Unifying Data Estates with Microsoft Fabric Data Factory: AI, Integration, and Innovation
The Microsoft Fabric Blog team highlights recent innovations in Fabric Data Factory, focusing on enterprise-scale data integration, AI-driven features, and new performance updates to empower data engineers and analysts.
Unifying Data Estates with Microsoft Fabric Data Factory: AI, Integration, and Innovation
Overview
Microsoft Fabric Data Factory now brings together industry-leading, cloud-first data integration capabilities built on OneLake. By fusing Azure Data Factory’s pro-grade integration with Power Query’s citizen data transformation features, Fabric Data Factory offers a unified approach to connect, prepare, and manage data from multicloud and on-premises sources.
Key Feature Updates
Dataflow Gen2: Pricing and Performance Improvements
- Lower base rate (12 CU, down from 16 CU)
- Tiered pricing for long-running jobs (reduced cost after 10 minutes)
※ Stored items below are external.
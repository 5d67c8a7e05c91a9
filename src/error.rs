//! Error types for box construction, indexing and kernel queries.

use std::fmt;

use thiserror::Error;

/// Which kernel service failed.
#[derive(Debug, Clone, Copy, PartialEq, Eq)]
pub enum KernelQueryKind {
    Faces,
    Box,
    Area,
    Triangulation,
}

impl fmt::Display for KernelQueryKind {
    fn fmt(&self, f: &mut fmt::Formatter<'_>) -> fmt::Result {
        let name = match self {
            KernelQueryKind::Faces => "face enumeration",
            KernelQueryKind::Box => "oriented box",
            KernelQueryKind::Area => "surface area",
            KernelQueryKind::Triangulation => "triangulation",
        };
        f.write_str(name)
    }
}

/// A failure reported by the CAD kernel collaborator.
#[derive(Debug, Clone, Error)]
#[error("kernel {query} query failed: {message}")]
pub struct KernelError {
    pub query: KernelQueryKind,
    pub message: String,
}

impl KernelError {
    pub fn new(query: KernelQueryKind, message: impl Into<String>) -> Self {
        Self {
            query,
            message: message.into(),
        }
    }
}

/// Top-level error type.
#[derive(Debug, Error)]
pub enum CadboxError {
    #[error("degenerate input: {reason}")]
    DegenerateInput { reason: &'static str },

    #[error("shape has no faces")]
    EmptyShape,

    #[error("transform is not rigid (deviation {deviation:e})")]
    NonRigidTransform { deviation: f64 },

    #[error(transparent)]
    KernelQuery(#[from] KernelError),

    #[error("{worker} worker panicked")]
    WorkerPanicked { worker: &'static str },
}

impl CadboxError {
    pub(crate) fn degenerate(reason: &'static str) -> Self {
        CadboxError::DegenerateInput { reason }
    }
}

pub type Result<T> = std::result::Result<T, CadboxError>;
// SPDX-FileCopyrightText: 2026 Relaydesk Contributors
// SPDX-License-Identifier: MIT OR Apache-2.0

//! Repository trait: keyed persistence for users, tickets, chats, staff,
//! pending encrypted events, and relayed-event pairs.
//!
//! The repository is the durable source of truth. Entity objects are thin
//! projections reconstructed from these rows on every lookup; absence is
//! always `Ok(None)`, never an error.

use async_trait::async_trait;

use crate::error::RelaydeskError;
use crate::types::{
    ChatRecord, EncryptedEventRecord, StaffRecord, TicketRecord, TicketStatus,
    UserRecord,
};

/// Persistent entity storage consumed by the dispatch core.
#[async_trait]
pub trait Repository: Send + Sync {
    // --- Users ---

    async fn create_user(
        &self,
        user_id: &str,
        anon_id: &str,
    ) -> Result<(), RelaydeskError>;

    async fn get_user(&self, user_id: &str) -> Result<Option<UserRecord>, RelaydeskError>;

    async fn get_user_by_anon_id(
        &self,
        anon_id: &str,
    ) -> Result<Option<UserRecord>, RelaydeskError>;

    /// Set or clear the user's communications room pointer.
    async fn set_user_room(
        &self,
        user_id: &str,
        room_id: Option<&str>,
    ) -> Result<(), RelaydeskError>;

    async fn set_user_current_ticket(
        &self,
        anon_id: &str,
        ticket_id: Option<i64>,
    ) -> Result<(), RelaydeskError>;

    async fn get_user_current_ticket(
        &self,
        anon_id: &str,
    ) -> Result<Option<i64>, RelaydeskError>;

    async fn set_user_current_chat_room(
        &self,
        user_id: &str,
        chat_room_id: Option<&str>,
    ) -> Result<(), RelaydeskError>;

    // --- Tickets ---

    /// Insert a new ticket row with status OPEN. Returns the assigned id.
    async fn create_ticket(
        &self,
        anon_id: &str,
        ticket_name: &str,
    ) -> Result<i64, RelaydeskError>;

    async fn get_ticket(
        &self,
        ticket_id: i64,
    ) -> Result<Option<TicketRecord>, RelaydeskError>;

    async fn set_ticket_room_id(
        &self,
        ticket_id: i64,
        room_id: &str,
    ) -> Result<(), RelaydeskError>;

    async fn set_ticket_status(
        &self,
        ticket_id: i64,
        status: TicketStatus,
    ) -> Result<(), RelaydeskError>;

    async fn assigned_staff(&self, ticket_id: i64) -> Result<Vec<String>, RelaydeskError>;

    async fn assigned_support(
        &self,
        ticket_id: i64,
    ) -> Result<Vec<String>, RelaydeskError>;

    async fn assign_staff(
        &self,
        ticket_id: i64,
        staff_id: &str,
    ) -> Result<(), RelaydeskError>;

    async fn assign_support(
        &self,
        ticket_id: i64,
        support_id: &str,
    ) -> Result<(), RelaydeskError>;

    // --- Chats ---

    async fn create_chat(
        &self,
        chat_room_id: &str,
        anon_id: &str,
    ) -> Result<(), RelaydeskError>;

    async fn get_chat(
        &self,
        chat_room_id: &str,
    ) -> Result<Option<ChatRecord>, RelaydeskError>;

    // --- Staff ---

    async fn get_staff(&self, user_id: &str) -> Result<Option<StaffRecord>, RelaydeskError>;

    async fn add_staff(&self, user_id: &str) -> Result<(), RelaydeskError>;

    // --- Pending encrypted events ---

    async fn put_encrypted_event(
        &self,
        record: &EncryptedEventRecord,
    ) -> Result<(), RelaydeskError>;

    /// All stored records for a session, in insertion order.
    async fn encrypted_events_by_session(
        &self,
        session_id: &str,
    ) -> Result<Vec<EncryptedEventRecord>, RelaydeskError>;

    async fn encrypted_events_by_sender(
        &self,
        sender: &str,
    ) -> Result<Vec<EncryptedEventRecord>, RelaydeskError>;

    async fn remove_encrypted_event(&self, event_id: &str) -> Result<(), RelaydeskError>;

    // --- Relayed-event pairs ---

    /// Record that `origin_event_id` was relayed as `relayed_event_id` into
    /// `relayed_room_id`, so later redactions can follow the relay.
    async fn put_event_pair(
        &self,
        origin_event_id: &str,
        relayed_event_id: &str,
        relayed_room_id: &str,
    ) -> Result<(), RelaydeskError>;

    /// Look up the relayed (event id, room id) for an origin event.
    async fn get_related(
        &self,
        origin_event_id: &str,
    ) -> Result<Option<(String, String)>, RelaydeskError>;
}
- Improved performance via modern PQ evaluator and partitioned query execution
- New design-time experience with fast ‘Preview only Steps’ for editing queries
Petabyte-Scale Data Movement
- 170+ connectors for diverse data sources/destinations
- Copy job allows high-throughput, cross-cloud movement, including AWS, Oracle, PostgreSQL, and more
- Latest features: Copy job orchestration in pipelines, variable library for environment parameterization, support for new formats like Iceberg/JSON, improved scheduling, and integration with Lakehouse, SharePoint, Snowflake
- Enhanced incremental data ingestion (Change Data Feeds, CDC)
Pro-Code & Low-Code Orchestration
- Low-code pipelines for robust scheduling and automation
- CI/CD enhancements: ADF pipeline migration utility, variable libraries, monitoring workspace
- Pro-code integration with managed Airflow for serverless DAG orchestration
- New activities: Email, Teams, SPN/Workspace identity, Dataflow parameterization
Database Mirroring
- Zero-copy, zero-ETL data replication into OneLake from major sources (Google BigQuery, Oracle, Azure SQL, Snowflake, etc.)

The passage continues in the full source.